▶ [Work to complete] Answer with one number only: the count of lines below that hold the word "Series".

Saved entries
※ ※ ※

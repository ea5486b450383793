//! Figure analyzers and the `all` command write SVG files where asked.

mod common;

use std::path::Path;

use common::*;
use serde_json::json;
use tempfile::TempDir;

fn write_leak_rounds(root: &Path) {
    let out = out_dir(root, "exp-leak-rounds");
    write_result_set(
        &out,
        "cn139",
        host_metadata("ee-tik-cn139", 0),
        &[
            ("jump_results_btb_attempts", json!([0, 50_000, 100_000])),
            ("dis_jump_results_btb_attempts", json!([0, 0, 1_000])),
        ],
    );
}

fn write_syscall_split(root: &Path) {
    let out = out_dir(root, "exp-syscall-split");
    write_result_set(
        &out,
        "cn122",
        host_metadata("ee-tik-cn122", 0),
        &[
            ("jump_result_btb_wait_supervisor", json!([90_000, 40_000, 0])),
            ("jump_result_btb_wait_user", json!([0, 30_000, 60_000])),
        ],
    );
}

fn assert_svg(path: &Path) -> String {
    let svg = read_file(path);
    assert!(svg.contains("<svg"), "{} is not an SVG", path.display());
    svg
}

#[test]
fn leak_rounds_writes_svg() {
    let root = TempDir::new().unwrap();
    write_leak_rounds(root.path());

    let output = run_uarch_in(root.path(), &["leak-rounds"]);
    assert_ok(&output, "leak-rounds");

    let svg = assert_svg(&root.path().join("figures").join("leak_rounds.svg"));
    assert!(svg.contains("eIBRS + BHI_DIS_S"));
    assert!(svg.contains("Raptor Cove (RPL-R)"));
}

#[test]
fn syscall_split_honors_figures_dir() {
    let root = TempDir::new().unwrap();
    write_syscall_split(root.path());
    let figures = root.path().join("paper-figures");

    let output = run_uarch_in(
        root.path(),
        &["--figures-dir", figures.to_str().unwrap(), "syscall-split"],
    );
    assert_ok(&output, "syscall-split");

    let svg = assert_svg(&figures.join("syscall_split.svg"));
    assert!(svg.contains("kernel"));
    assert!(svg.contains("user"));
}

#[test]
fn btb_delay_writes_one_panel_per_core() {
    let root = TempDir::new().unwrap();
    let out = out_dir(root.path(), "exp-btb-delay");
    for (dir, core) in [("p", 0), ("e", 16)] {
        write_result_set(
            &out,
            dir,
            host_metadata("ee-tik-cn114", core),
            &[
                ("jump_avg_mispredictions", json!([1.0, 1.5, 2.0, 2.0])),
                ("call_avg_mispredictions", json!([1.0, 1.0, 1.0, 1.0])),
            ],
        );
    }

    let output = run_uarch_in(root.path(), &["btb-delay"]);
    assert_ok(&output, "btb-delay");

    let svg = assert_svg(&root.path().join("figures").join("btb_delay.svg"));
    assert!(svg.contains("Golden Cove (ADL)"));
    assert!(svg.contains("Gracemont (ADL)"));
}

#[test]
fn all_runs_experiments_with_data_and_skips_the_rest() {
    let root = TempDir::new().unwrap();
    write_leak_rounds(root.path());
    write_syscall_split(root.path());

    let output = run_uarch_in(root.path(), &["--log-level", "info", "all"]);
    assert_ok(&output, "all");

    assert_svg(&root.path().join("figures").join("leak_rounds.svg"));
    assert_svg(&root.path().join("figures").join("syscall_split.svg"));
    assert!(!root.path().join("figures").join("btb_delay.svg").exists());
    assert!(!root.path().join("tables").exists());
    assert!(stderr_str(&output).contains("no data, skipping"));
}

#[test]
fn all_fails_on_broken_experiment() {
    let root = TempDir::new().unwrap();
    write_leak_rounds(root.path());
    let out = out_dir(root.path(), "exp-bhi-dis-s");
    write_file(&out.join("cn103").join("metadata.json"), "{ not json");
    write_file(&out.join("cn103").join("run.out"), "");

    let output = run_uarch_in(root.path(), &["all"]);
    assert_failed(&output, "all with broken metadata");
    let stderr = stderr_str(&output);
    assert!(stderr.contains("bhi-dis-s"), "stderr: {stderr}");
    assert!(stderr.contains("metadata.json"), "stderr: {stderr}");
}

#[test]
fn empty_experiments_dir_is_not_an_error() {
    let root = TempDir::new().unwrap();
    let output = run_uarch_in(root.path(), &["all"]);
    assert_ok(&output, "all without data");
    assert!(stderr_str(&output).contains("no experiment data found"));
}
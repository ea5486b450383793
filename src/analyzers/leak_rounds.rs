//! Injection success rate by repetition, with and without `BHI_DIS_S`.

use std::path::Path;

use anyhow::Result;
use uarch_core::ResultSet;

use crate::plot::{self, Figure, Panel, Series, YAxis};
use crate::settings::{self, Settings};

pub const FIGURE_FILE: &str = "leak_rounds.svg";

const KEY: &str = "jump_results_btb_attempts";
const MAX_POINTS: usize = 16;

pub fn run(settings: &Settings, data_dir: &Path) -> Result<()> {
    let sets = settings.load_ordered(data_dir)?;
    let svg = figure(settings, &sets)?.render()?;
    let path = settings.figure_path(FIGURE_FILE)?;
    settings::write_output(&path, &svg)
}

/// Successful attempts out of 100000 as percentages, at repetitions `1..`.
fn success_curve(set: &ResultSet, key: &str) -> Result<Vec<(f64, f64)>> {
    Ok(set
        .numbers(key)?
        .into_iter()
        .take(MAX_POINTS)
        .enumerate()
        .map(|(i, v)| ((i + 1) as f64, v / 1000.0))
        .collect())
}

pub fn figure(settings: &Settings, sets: &[ResultSet]) -> Result<Figure> {
    let mut eibrs = Panel::new(1.0..MAX_POINTS as f64, -5.0..105.0);
    eibrs.title = Some("eIBRS".to_string());
    eibrs.x_desc = Some("repetition".to_string());
    eibrs.y_desc = Some("success rate".to_string());
    eibrs.y_axis = YAxis::Percent;

    let mut bhi_dis_s = Panel::new(1.0..MAX_POINTS as f64, -5.0..105.0);
    bhi_dis_s.title = Some("eIBRS + BHI_DIS_S".to_string());
    bhi_dis_s.x_desc = Some("repetition".to_string());
    bhi_dis_s.y_axis = YAxis::Percent;

    for (i, set) in sets.iter().enumerate() {
        let color = plot::color(i);
        eibrs.series.push(Series {
            label: Some(settings.core_label(set)?),
            color,
            points: success_curve(set, KEY)?,
        });
        bhi_dis_s.series.push(Series {
            label: None,
            color,
            points: success_curve(set, &format!("dis_{KEY}"))?,
        });
    }

    Ok(Figure {
        size: (1000, 500),
        grid: (1, 2),
        panels: vec![eibrs, bhi_dis_s],
    })
}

※ ※ ※

▶ [Result of this task] 3